How many work cycles should be timed to estimate the average cycle time to within 2 percent of the sample mean with a confidence of 99.0 percent if a pilot study yielded these times (minutes): 5.2, 5.5, 6.6, 5.3, 5.5, and 5.1? The standard deviation is 0.547 minutes per cycle. (Use the "mean time" value to 2 decimal places and other values to 3 decimal places for intermediate calculations. Round up your final answer to the next whole number.)

To estimate the average cycle time within 2 percent of the sample mean with a confidence of 99 percent, we need to determine the number of work cycles to be timed.

Here's the step-by-step process to calculate it:

1. Calculate the sample mean (x̄) of the given data:
x̄ = (5.2 + 5.5 + 6.6 + 5.3 + 5.5 + 5.1) / 6 = 5.45 minutes (rounded to 2 decimal places)

2. Determine the critical z-value for the desired confidence level of 99 percent.

The confidence level is the complement of the significance level (α), often expressed as (1 - α). In this case, the significance level is 1 - 0.99 = 0.01.

To find the z-value associated with a 0.01 significance level, we consult the standard normal distribution table or use statistical software. The z-value for a 0.01 significance level is approximately 2.576 (rounded to 3 decimal places).

3. Calculate the margin of error (MoE):
MoE = (z-value * standard deviation) / √(n)

In this case, the standard deviation is given as 0.547 minutes per cycle. We'll use the approximate value of the z-value, 2.576.

MoE = (2.576 * 0.547) / √(n)

4. Rearrange the equation to solve for n:
n = ((2.576 * 0.547) / MoE)^2

We want the result to be rounded up to the next whole number, so we use the ceiling function to round up.

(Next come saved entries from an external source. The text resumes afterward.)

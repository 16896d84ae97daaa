use crate::form::data::FormData;
use crate::foundation::error::{RevealError, RevealResult};

/// Default form-handling endpoint.
pub const DEFAULT_ENDPOINT: &str = "https://formspree.io/f/xqaqoqwy";
/// Shown after a successful submission.
pub const DEFAULT_SUCCESS_MESSAGE: &str = "Thanks for your message! We'll be in touch.";
/// Shown when the submission fails without a usable reason.
pub const DEFAULT_FAILURE_MESSAGE: &str = "Oops! There was a problem submitting your form.";

/// Where and how the contact form submits.
#[derive(Clone, Debug, PartialEq, Eq, serde::Serialize, serde::Deserialize)]
#[serde(default)]
pub struct FormConfig {
    /// POST target.
    pub endpoint: String,
    /// Message on success.
    pub success_message: String,
    /// Fallback message on failure.
    pub failure_message: String,
}

impl Default for FormConfig {
    fn default() -> Self {
        Self {
            endpoint: DEFAULT_ENDPOINT.to_string(),
            success_message: DEFAULT_SUCCESS_MESSAGE.to_string(),
            failure_message: DEFAULT_FAILURE_MESSAGE.to_string(),
        }
    }
}

impl FormConfig {
    /// Require an http(s) endpoint and non-empty messages.
    pub fn validate(&self) -> RevealResult<()> {
        if !(self.endpoint.starts_with("https://") || self.endpoint.starts_with("http://")) {
            return Err(RevealError::validation(format!(
                "form endpoint must be an http(s) URL, got '{}'",
                self.endpoint
            )));
        }
        if self.success_message.is_empty() || self.failure_message.is_empty() {
            return Err(RevealError::validation("form messages must not be empty"));
        }
        Ok(())
    }
}

/// Raw endpoint reply.
#[derive(Clone, Debug, PartialEq, Eq)]
pub struct FormResponse {
    /// HTTP status code.
    pub status: u16,
    /// Response body text.
    pub body: String,
}

impl FormResponse {
    /// `true` for 2xx statuses.
    pub fn is_success(&self) -> bool {
        (200..300).contains(&self.status)
    }
}

/// Sends an encoded form somewhere.
pub trait FormTransport {
    /// POST `body` (`application/x-www-form-urlencoded`) to `url`, asking for JSON back.
    fn post_form(&mut self, url: &str, body: &str) -> RevealResult<FormResponse>;
}

/// How a submission ended.
#[derive(Clone, Debug, PartialEq, Eq)]
pub enum FormOutcome {
    /// Accepted by the endpoint.
    Sent,
    /// Rejected with a reason reported by the endpoint.
    Rejected {
        /// First error message from the endpoint.
        reason: String,
    },
    /// Anything else: transport failure, unexpected status or body.
    Failed,
}

#[derive(serde::Deserialize)]
struct ErrorBody {
    errors: Option<Vec<ErrorEntry>>,
}

#[derive(serde::Deserialize)]
struct ErrorEntry {
    message: Option<String>,
}

/// Classify an endpoint reply.
pub fn interpret_response(response: &FormResponse) -> FormOutcome {
    if response.is_success() {
        return FormOutcome::Sent;
    }
    let Ok(body) = serde_json::from_str::<ErrorBody>(&response.body) else {
        return FormOutcome::Failed;
    };
    match body
        .errors
        .unwrap_or_default()
        .into_iter()
        .find_map(|e| e.message)
    {
        Some(reason) => FormOutcome::Rejected { reason },
        None => FormOutcome::Failed,
    }
}

/// Result of one submit, with the text to show under the form.
#[derive(Clone, Debug, PartialEq, Eq)]
pub struct SubmitReport {
    /// Classification.
    pub outcome: FormOutcome,
    /// User-facing message.
    pub message: String,
}

/// The contact form: its fields and where they go.
#[derive(Clone, Debug, Default)]
pub struct ContactForm {
    config: FormConfig,
    data: FormData,
}

impl ContactForm {
    /// Empty form for `config`.
    pub fn new(config: FormConfig) -> RevealResult<Self> {
        config.validate()?;
        Ok(Self {
            config,
            data: FormData::new(),
        })
    }

    /// Submission settings.
    pub fn config(&self) -> &FormConfig {
        &self.config
    }

    /// Current field values.
    pub fn data(&self) -> &FormData {
        &self.data
    }

    /// Set a field as the user would type it.
    pub fn set_field(&mut self, name: impl Into<String>, value: impl Into<String>) {
        self.data.set(name, value);
    }

    /// Submit once. Never returns an error: failures become a message. Fields are cleared
    /// only on success.
    #[tracing::instrument(skip_all, fields(endpoint = %self.config.endpoint))]
    pub fn submit(&mut self, transport: &mut dyn FormTransport) -> SubmitReport {
        let body = self.data.encode();
        let outcome = match transport.post_form(&self.config.endpoint, &body) {
            Ok(resp) => {
                tracing::debug!(status = resp.status, "form endpoint replied");
                interpret_response(&resp)
            }
            Err(err) => {
                tracing::warn!(error = %err, "form submission failed");
                FormOutcome::Failed
            }
        };

        let message = match &outcome {
            FormOutcome::Sent => {
                self.data.clear();
                self.config.success_message.clone()
            }
            FormOutcome::Rejected { reason } => {
                tracing::warn!(%reason, "form rejected by endpoint");
                reason.clone()
            }
            FormOutcome::Failed => self.config.failure_message.clone(),
        };
        SubmitReport { outcome, message }
    }
}

#[cfg(test)]
#[path = "../../tests/unit/form/contact.rs"]
mod tests;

n = ceiling(((2.576 * 0.547) / MoE)^2)

5. Substitute the values into the equation:
n = ceiling(((2.576 * 0.547) / (0.02 * 5.45))^2)
n = ceiling((1.40881252)^2)
n = ceiling(1.985003)
n = 2

Therefore, we should time at least 2 work cycles to estimate the average cycle time to within 2 percent of the sample mean with a confidence of 99 percent.

Note: It's important to note that the number of cycles needed for estimation may not always result in whole numbers, so rounding up to the next whole number is a practical approach in these cases.